I don't know if this is the correct place for me to start this thread, so I apologize if it is.

I was born and raised in the USA, Chicago to be exact. I have been unemployed for over a year now and can't find work anywhere, so I thought this is the perfect time to try and realize my dream of going back to Italy. I am the first person in my family born outside of Italy, so the culture and traditions are deeply ingrained in me. I speak, read and write well enough but there is definitely room for improvement with my Italian. However, I have been very interested in teaching English in Italy. I have a bachelor's degree in 3D design, so hopefully that will help in some way, but I am no longer interested in that field and have not been for several years. There is a CELTA program here in Chicago that I want to take in October to become certified to teach English in foreign countries, but I'm unsure about actually finding work in Italy as an English teacher. I have some connections in Italy, such as family and friends who are trying to find out more for me but I am very interested to hear what people here have to say about it. I know given the state of the world economy at the moment it will be difficult to find work anywhere, especially in a specific area such as this but do I have any chance of finding a decent job teaching English in Italy? I would prefer to teach somewhere closer to the south of Italy but I will honestly work anywhere in Italy. 

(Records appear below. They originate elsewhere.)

//! Script trait definitions

use std::sync::Arc;

use crate::application::errors::BotError;
use crate::application::robot::Robot;

/// Core script trait that all scripts must implement
pub trait Script: Send + Sync {
    /// Unique identifier; listeners registered by the script carry it
    fn name(&self) -> &str;

    fn description(&self) -> Option<&str> {
        None
    }

    /// Help lines added to the robot when the script loads
    fn help(&self) -> Vec<String> {
        Vec::new()
    }

    /// Register listeners, event handlers and cleanups on `robot`
    fn register(&self, robot: &Robot) -> Result<(), BotError>;
}

/// Called with every updated script a store publishes
pub type ScriptUpdateHandler = Arc<dyn Fn(Arc<dyn Script>) + Send + Sync>;

/// Source of scripts for auto-load and hot reload
pub trait ScriptStore: Send + Sync {
    fn all_scripts(&self) -> Vec<Arc<dyn Script>>;

    /// Subscribe to script updates. `None` when updates can't be delivered.
    fn watch(&self, handler: ScriptUpdateHandler) -> Option<Subscription>;
}

/// Live watch on a [`ScriptStore`]; dropping it stops delivery
pub struct Subscription {
    dispose: Option<Box<dyn FnOnce() + Send>>,
}

impl Subscription {
    pub fn new<F>(dispose: F) -> Self
    where
        F: FnOnce() + Send + 'static,
    {
        Self {
            dispose: Some(Box::new(dispose)),
        }
    }

    pub fn dispose(mut self) {
        if let Some(dispose) = self.dispose.take() {
            dispose();
        }
    }
}

impl Drop for Subscription {
    fn drop(&mut self) {
        if let Some(dispose) = self.dispose.take() {
            dispose();
        }
    }
}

If anyone can give me any help or information with this I will GREATLY appreciate it.

Grazie mille. 

John


----------



## NickZ (Jun 26, 2009)

Do you have citizenship? If not you'll need a work visa.

Youth unemployment is over 35% over all. Higher in some areas. The south is over 50%

If you're older then "youth" you might find it hard to get hired.


----------



## Un italiano in America (Jul 13, 2012)

NickZ said:


> Do you have citizenship? If not you'll need a work visa.
> 
> Youth unemployment is over 35% over all. Higher in some areas. The south is over 50%
> 
> If you're older then "youth" you might find it hard to get hired.

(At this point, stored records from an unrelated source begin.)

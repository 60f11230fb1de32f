use async_trait::async_trait;
use rusqlite::{Connection, OptionalExtension};
use std::path::{Path, PathBuf};
use std::sync::{Arc, Mutex, PoisonError};

use crate::application::errors::{BotError, StorageError};
use crate::application::robot::Robot;
use crate::domain::traits::{Brain, StoredValue};

/// SQLite-backed brain. Text values and byte values live in separate
/// columns of a single `kv` table.
///
/// The connection is opened on `initialize` (or on first use) and reopened
/// after `close` if the brain is used again.
pub struct SqliteBrain {
    path: PathBuf,
    conn: Arc<Mutex<Option<Connection>>>,
}

impl SqliteBrain {
    pub fn new(path: impl AsRef<Path>) -> Self {
        Self {
            path: path.as_ref().to_path_buf(),
            conn: Arc::new(Mutex::new(None)),
        }
    }

    pub fn path(&self) -> &Path {
        &self.path
    }

    fn open(path: &Path) -> Result<Connection, StorageError> {
        let conn = Connection::open(path)?;
        conn.execute(
            "CREATE TABLE IF NOT EXISTS kv (
                key TEXT PRIMARY KEY,
                text TEXT,
                bytes BLOB
            )",
            [],
        )?;
        Ok(conn)
    }

    async fn with_conn<T, F>(&self, f: F) -> Result<T, StorageError>
    where
        T: Send + 'static,
        F: FnOnce(&Connection) -> Result<T, StorageError> + Send + 'static,
    {
        let conn = Arc::clone(&self.conn);
        let path = self.path.clone();
        tokio::task::spawn_blocking(move || {
            let mut guard = conn.lock().unwrap_or_else(PoisonError::into_inner);
            if guard.is_none() {
                *guard = Some(Self::open(&path)?);
            }
            match guard.as_ref() {
                Some(conn) => f(conn),
                None => Err(StorageError::Closed),
            }
        })
        .await
        .map_err(|e| StorageError::Database(format!("Brain task failed: {}", e)))?
    }
}

#[async_trait]
impl Brain for SqliteBrain {
    async fn initialize(&self, _robot: &Robot) -> Result<(), BotError> {
        tracing::info!(path = %self.path.display(), "Opening SQLite brain");
        self.with_conn(|_| Ok(())).await?;
        Ok(())
    }

    async fn get_raw(&self, key: &str) -> Result<Option<StoredValue>, StorageError> {
        let key = key.to_string();
        self.with_conn(move |conn| {
            let row = conn
                .query_row(
                    "SELECT text, bytes FROM kv WHERE key = ?1",
                    [&key],
                    |row| Ok((row.get::<_, Option<String>>(0)?, row.get::<_, Option<Vec<u8>>>(1)?)),
                )
                .optional()?;

            Ok(match row {
                Some((Some(text), _)) => Some(StoredValue::Text(text)),
                Some((None, Some(bytes))) => Some(StoredValue::Bytes(bytes)),
                _ => None,
            })
        })
        .await
    }

    async fn set_raw(&self, key: &str, value: StoredValue) -> Result<(), StorageError> {
        let key = key.to_string();
        self.with_conn(move |conn| {
            let (text, bytes) = match value {
                StoredValue::Text(text) => (Some(text), None),
                StoredValue::Bytes(bytes) => (None, Some(bytes)),
            };
            conn.execute(
                "INSERT OR REPLACE INTO kv (key, text, bytes) VALUES (?1, ?2, ?3)",
                rusqlite::params![key, text, bytes],
            )?;
            Ok(())
        })
        .await
    }

    async fn remove(&self, key: &str) -> Result<(), StorageError> {
        let key = key.to_string();
        self.with_conn(move |conn| {
            conn.execute("DELETE FROM kv WHERE key = ?1", [&key])?;
            Ok(())
        })
        .await
    }

    async fn close(&self) -> Result<(), StorageError> {
        let conn = Arc::clone(&self.conn);
        tokio::task::spawn_blocking(move || {
            let taken = conn.lock().unwrap_or_else(PoisonError::into_inner).take();
            match taken {
                Some(conn) => conn.close().map_err(|(_, e)| StorageError::from(e)),
                None => Ok(()),
            }
        })
        .await
        .map_err(|e| StorageError::Database(format!("Brain task failed: {}", e)))?
    }
}

#[cfg(test)]
mod tests {
    use super::*;
    use crate::domain::traits::{BrainExt, Json};

    fn temp_brain() -> (SqliteBrain, PathBuf) {
        let path = std::env::temp_dir().join(format!("mmbot-brain-{}.db", uuid::Uuid::new_v4()));
        (SqliteBrain::new(&path), path)
    }

    #[tokio::test]
    async fn test_text_and_bytes_columns() {
        let (brain, path) = temp_brain();

        brain.set("name", &"mmbot".to_string()).await.unwrap();
        brain.set("raw", &vec![1u8, 2, 3]).await.unwrap();
        brain.set("list", &Json(vec!["a".to_string(), "b".to_string()])).await.unwrap();

        assert_eq!(brain.get::<String>("name").await.unwrap().as_deref(), Some("mmbot"));
        assert_eq!(brain.get_raw("raw").await.unwrap(), Some(StoredValue::Bytes(vec![1, 2, 3])));
        assert_eq!(
            brain.get::<Json<Vec<String>>>("list").await.unwrap().map(Json::into_inner),
            Some(vec!["a".to_string(), "b".to_string()])
        );
        assert!(brain.get::<String>("nope").await.unwrap().is_none());

        brain.close().await.unwrap();
        let _ = std::fs::remove_file(path);
    }

    #[tokio::test]
    async fn test_values_survive_close_and_reopen() {
        let (brain, path) = temp_brain();
        brain.set("k", &"v".to_string()).await.unwrap();
        brain.close().await.unwrap();
        brain.close().await.unwrap();

        let reopened = SqliteBrain::new(&path);
        assert_eq!(reopened.get::<String>("k").await.unwrap().as_deref(), Some("v"));
        reopened.remove("k").await.unwrap();
        assert!(reopened.get::<String>("k").await.unwrap().is_none());

        reopened.close().await.unwrap();
        let _ = std::fs::remove_file(path);
    }
}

No, I don't have citizenship. I forgot the correct terminology for it, but my father never "kept up" his Italian citizenship and lost it for some reason. I contacted the Italian consulate several times to know how I can obtain citizenship, the only way for me now is to live and work in Italy for 1 year. Then I can get my citizenship.

Also, I just turned 30 in April. That is older than "youth" correct? Will my chances of finding work in Italy will be extremely difficult because I'm 30 and do not have citizenship?


----------



## NickZ (Jun 26, 2009)

No 30 would still be youthful by Italian standards. I'm alot older and get called kid .

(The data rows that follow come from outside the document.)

//! Application layer errors

use thiserror::Error;

/// General bot errors
#[derive(Error, Debug)]
pub enum BotError {
    #[error("Robot is not configured")]
    NotConfigured,

    #[error("Adapter not configured: {0}")]
    AdapterNotConfigured(String),

    #[error("Adapter not found: {0}")]
    AdapterNotFound(String),

    #[error("Listener error: {0}")]
    Listener(String),

    #[error("Could not send to adapter {adapter} on room {room}: {reason}")]
    Send {
        adapter: String,
        room: String,
        reason: String,
    },

    #[error("Router error: {0}")]
    Router(String),

    #[error("Brain unavailable: {0}")]
    BrainUnavailable(String),

    #[error("Invalid pattern: {0}")]
    Pattern(String),

    #[error("Script error: {0}")]
    Script(String),

    #[error("Configuration error: {0}")]
    Config(#[from] ConfigError),

    #[error("Storage error: {0}")]
    Storage(#[from] StorageError),

    #[error("Internal error: {0}")]
    Internal(String),
}

impl BotError {
    /// Shorthand for failing a listener callback with a message
    pub fn listener(msg: impl Into<String>) -> Self {
        BotError::Listener(msg.into())
    }
}

/// Storage errors
#[derive(Error, Debug)]
pub enum StorageError {
    #[error("Serialization error: {0}")]
    Serialization(String),

    #[error("Database error: {0}")]
    Database(String),

    #[error("Brain is closed")]
    Closed,
}

impl From<serde_json::Error> for StorageError {
    fn from(e: serde_json::Error) -> Self {
        StorageError::Serialization(e.to_string())
    }
}

impl From<rusqlite::Error> for StorageError {
    fn from(e: rusqlite::Error) -> Self {
        StorageError::Database(e.to_string())
    }
}

/// Configuration errors
#[derive(Error, Debug)]
pub enum ConfigError {
    #[error("Invalid value: {0}")]
    InvalidValue(String),

    #[error("Parse error: {0}")]
    Parse(String),
}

He could move to Italy and regain his citizenship after one year. You'd have to wait three years.

You'll need a work visa which would mean finding work first.


----------



## Un italiano in America (Jul 13, 2012)

NickZ said:


> No 30 would still be youthful by Italian standards. I'm alot older and get called kid .
> 
> He could move to Italy and regain his citizenship after one year. You'd have to wait three years.
> 
> You'll need a work visa which would mean finding work first.


That's good to know that I'm not too old, lol. 

However, I'm confused about what you said concerning citizenship. The consulate told me several times that I could get Italian citizenship after only one year. Has something changed recently in terms of immigration laws in Italy?


----------



## NickZ (Jun 26, 2009)

No. Likely they misunderstood. Unless you lost your citizenship?



> aliens whose father or mother or one of whose direct ascendants in the second degree have been citizens by birth, or who were born in the territory of the Republic and who, in both these cases, have been legally resident in the territory for at least three years, subject to the provisions of article 4, paragraph 1, subparagraph (c);


----------



## Un italiano in America (Jul 13, 2012)

NickZ said:


> No. Likely they misunderstood. Unless you lost your citizenship?


I have only had citizenship with the United States, my father, grandfather and grandmother all lost their Italian citizenship.  Hm, looks like I have to contact the consulate again. 

Thank you so much for all this information NickZ, I really appreciate it.


----------